Friday, April 4, 2014

Kitt Peak - the "Long Eyes" of Arizona's Sky

    Astronomy is a major scientific industry of Arizona.  Eleven astronomical observatories are found in the small towns and high mountain tops scattered across Arizona.  One of the most fascinating and enjoyable observatories to visit is Kitt Peak National Observatory located just 56 miles southwest of Tucson.
    Kitt Peak National Observatory is a part of the National Optical Astronomy Observatory (NOAO) system.  Here on the 6875 foot high mountain top located on the Tohono O’odham Reservation, is found the world’s largest and most diverse observatory with an amazing collection of nightime optical and infrared telescopes as well as the world’s largest solar telescope.

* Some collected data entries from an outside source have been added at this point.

//! Refresh watcher
//!
//! Glues one context's cache store to the inter-context channel. Local
//! background refreshes of watched groups are announced (deduplicated through
//! the shared [`BroadcastWatermarks`]); peer announcements invalidate the
//! affected key so the store re-validates it against its own source of truth.

use std::sync::Arc;

use tokio::sync::broadcast::error::RecvError;
use tokio::task::JoinHandle;
use tracing::{debug, info, warn};

use crate::broadcast::{
    AnnounceDecision, BroadcastEnvelope, BroadcastSync, BroadcastWatermarks, InvalidatePayload,
    RefreshedPayload, Subscription,
};
use crate::cache::{CacheEvent, CacheKey, InvalidateScope, QueryCache};

/// A cache key announced under a logical group name.
#[derive(Debug, Clone, PartialEq, Eq)]
pub struct WatchedGroup {
    pub name: String,
    pub key: CacheKey,
}

pub struct RefreshWatcher<C: QueryCache + ?Sized> {
    cache: Arc<C>,
    sync: BroadcastSync,
    watermarks: Arc<BroadcastWatermarks>,
    channel: String,
    groups: Vec<WatchedGroup>,
}

impl<C: QueryCache + ?Sized + 'static> RefreshWatcher<C> {
    pub fn new(
        cache: Arc<C>,
        sync: BroadcastSync,
        watermarks: Arc<BroadcastWatermarks>,
        channel: impl Into<String>,
    ) -> Self {
        Self {
            cache,
            sync,
            watermarks,
            channel: channel.into(),
            groups: Vec::new(),
        }
    }

    /// Announces refreshes of `key` under the group `name`.
    pub fn watch(mut self, name: impl Into<String>, key: CacheKey) -> Self {
        self.groups.push(WatchedGroup {
            name: name.into(),
            key,
        });
        self
    }

    pub fn groups(&self) -> &[WatchedGroup] {
        &self.groups
    }

    pub fn channel(&self) -> &str {
        &self.channel
    }

    fn group_for(&self, key: &CacheKey) -> Option<&WatchedGroup> {
        self.groups.iter().find(|g| &g.key == key)
    }

    // == Local Refresh ==
    /// Called after a successful refresh in this context. Returns true when a
    /// "refreshed" envelope was published.
    pub fn on_local_refresh(&self, key: &CacheKey, data_updated_at: u64) -> bool {
        let Some(group) = self.group_for(key) else {
            return false;
        };
        match self.watermarks.on_local_refresh(&group.name, data_updated_at) {
            AnnounceDecision::Announce => {
                let envelope =
                    BroadcastEnvelope::refreshed(group.name.clone(), key.clone(), data_updated_at);
                self.sync.publish(&self.channel, &envelope)
            }
            AnnounceDecision::Duplicate => {
                debug!("Refresh of '{}' at {} already announced", group.name, data_updated_at);
                false
            }
            AnnounceDecision::Absorbed => {
                debug!("Refresh of '{}' was triggered by a peer, not echoing", group.name);
                false
            }
        }
    }

    // == Peer Envelopes ==
    pub fn handle_envelope(&self, envelope: BroadcastEnvelope) {
        match envelope {
            BroadcastEnvelope::Refreshed(payload) => self.on_peer_refreshed(payload),
            BroadcastEnvelope::Invalidate(InvalidatePayload { key, exact }) => {
                let marked = self.cache.invalidate(&key, InvalidateScope::from_exact(exact));
                debug!("Peer invalidated {} (exact={}), {} entries marked", key, exact, marked);
            }
        }
    }

    fn on_peer_refreshed(&self, payload: RefreshedPayload) {
        let RefreshedPayload {
            group,
            key,
            data_updated_at,
        } = payload;
        let older = self
            .cache
            .get_entry(&key)
            .map(|entry| entry.data_updated_at < data_updated_at);

        // Only an existing, older entry is re-validated here; a missing one is
        // fetched on its next read anyway.
        let revalidating = older == Some(true);
        self.watermarks
            .on_peer_refresh(&group, data_updated_at, revalidating);
        if revalidating {
            self.cache.invalidate(&key, InvalidateScope::Exact);
            debug!("Peer refreshed '{}', re-validating {}", group, key);
        }
    }

    // == Invalidation ==
    /// Invalidates locally and tells peers to do the same. Only the context
    /// performing the mutation should call this.
    pub fn invalidate(&self, key: &CacheKey, exact: bool) -> usize {
        let marked = self.cache.invalidate(key, InvalidateScope::from_exact(exact));
        let envelope = BroadcastEnvelope::invalidate(key.clone(), exact);
        self.sync.publish(&self.channel, &envelope);
        marked
    }

    // == Spawn ==
    /// Starts listening to both the cache store and the channel.
    pub fn spawn(self: Arc<Self>) -> WatcherHandle {
        let listener = self.clone();
        let subscription = self
            .sync
            .subscribe(&self.channel, move |env| listener.handle_envelope(env));

        let mut events = self.cache.subscribe();
        let watcher = self;
        let task = tokio::spawn(async move {
            info!(
                "Refresh watcher started on '{}' for {} groups",
                watcher.channel,
                watcher.groups.len()
            );
            loop {
                match events.recv().await {
                    Ok(CacheEvent::Updated {
                        key,
                        data_updated_at,
                    }) => {
                        watcher.on_local_refresh(&key, data_updated_at);
                    }
                    Ok(_) => {}
                    Err(RecvError::Lagged(skipped)) => {
                        warn!("Refresh watcher lagged, {} cache events skipped", skipped);
                    }
                    Err(RecvError::Closed) => break,
                }
            }
        });

        WatcherHandle {
            subscription: Some(subscription),
            task,
        }
    }
}

/// Running watcher. Dropping it stops both listeners.
pub struct WatcherHandle {
    subscription: Option<Subscription>,
    task: JoinHandle<()>,
}

impl WatcherHandle {
    pub fn is_subscribed(&self) -> bool {
        self.subscription.as_ref().is_some_and(Subscription::is_active)
    }

    /// Stops listening to the cache and closes the channel subscription.
    pub fn shutdown(mut self) {
        self.stop();
    }

    fn stop(&mut self) {
        self.task.abort();
        if let Some(subscription) = self.subscription.take() {
            subscription.close();
        }
    }
}

impl Drop for WatcherHandle {
    fn drop(&mut self) {
        self.stop();
    }
}
//! Media Module
//!
//! Lifecycle of handles for rendered media: reference counting with deferred
//! release, plus a size-capped backing cache of fetched payloads.

mod handles;
mod loader;
mod payload;
mod payload_cache;

pub use handles::{
    HandleLease, HandleRegistry, HandleStats, LocalHandleAllocator, ResourceHandle,
    ResourceHandleAllocator,
};
pub use loader::{FilePayloadFetcher, MediaLoader, PayloadFetcher};
pub use payload::BinaryPayload;
pub use payload_cache::{enforce_payload_cap, MemoryPayloadCache, PayloadCache};
//! Cache Statistics Module
//!
//! Tracks how the query cache is being read, invalidated and collected.

use serde::Serialize;

// == Cache Stats ==
#[derive(Debug, Clone, Default, Serialize)]
pub struct CacheStats {
    /// Reads that found an entry
    pub hits: u64,
    /// Reads that found nothing
    pub misses: u64,
    /// Entries marked invalidated
    pub invalidations: u64,
    /// Entries removed by garbage collection
    pub collected: u64,
    /// Current number of entries in the cache
    pub total_entries: usize,
}

impl CacheStats {
    pub fn new() -> Self {
        Self::default()
    }

    // == Hit Rate ==
    /// Returns hits / (hits + misses), or 0.0 if no reads have been made.
    pub fn hit_rate(&self) -> f64 {
        let total = self.hits + self.misses;
        if total == 0 {
            0.0
        } else {
            self.hits as f64 / total as f64
        }
    }

    pub fn record_hit(&mut self) {
        self.hits += 1;
    }

    pub fn record_miss(&mut self) {
        self.misses += 1;
    }

    pub fn record_invalidations(&mut self, count: usize) {
        self.invalidations += count as u64;
    }

    pub fn record_collected(&mut self, count: usize) {
        self.collected += count as u64;
    }

    pub fn set_total_entries(&mut self, count: usize) {
        self.total_entries = count;
    }
}
//! Freshness Module
//!
//! Staleness arithmetic consulted before every fetch decision, and the route
//! warmth resolver built on top of it.

mod evaluator;
mod route;

pub use evaluator::{is_fresh_at, FreshnessEvaluator};
pub use route::{app_policies, PathContext, RouteTarget, RouteWarmthResolver, Warmth, WarmthPolicy};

    Twenty-four optical and two radio telescopes turn their scientific light-sensitive eyes toward the heavens found above the clear, dry Sonoran Desert sky.  These delicate scientific “Long-eyes”, as they were called by the native people, are use by eight different astronomical research institutions under the National Science Foundation to search for the answers to the celestial universe.    
    It was after the launch of Sputnik in 1957 that American astronomers petitioned the federal government to build a national observatory to coordinate their heavenly research.  Over 100 mountains in the western portion of the United States were considered as possible sites.  Arizona’s own Kitt Peak was determined to be the most advantageous.
    Astronomers cherished the high percentage of cloudless nights above Kitt Peak.  In addition the atmosphere above Kitt Peak was found to be “remarkably steady” that provided the telescopes of Kitt Peak to have many nights of “excellent seeing!”
    The high elevation and location is the middle of the Sonoran Desert meant that Kitt Peak most often was surrounded by an atmosphere with low levels of relative humidity which meant the delicate mirrors of the telescopes would remain clear of moisture.
    Finally, the University of Arizona had a strong astronomy program that could provide the observatory with trained personnel and the small size of Tucson (1958) meant very little light pollution would reach the mountain top.
    Construction of Kitt Peak National Observatory began May 5, 1958 with the facility’s dedication occurring on March 15, 1960.  The array of telescopes open to the pubic to visit makes this Arizona mountain top an astronomer's Disneyland.
    The McMath-Pierce Solar Telescope is the world’s largest solar instrument with a part of the telescope continuing into the mountain.  The study of the structure of solar sunspots is a major focus of this instruments research.
    The eighteen story Mayall Telescope can be seen from over fifty miles away.  The dome of this instrument weighs 500 tons and the 15-ton primary mirror is polished to one millionth of an inch with a reflective aluminum coating one thousandth the thickness of a human hair.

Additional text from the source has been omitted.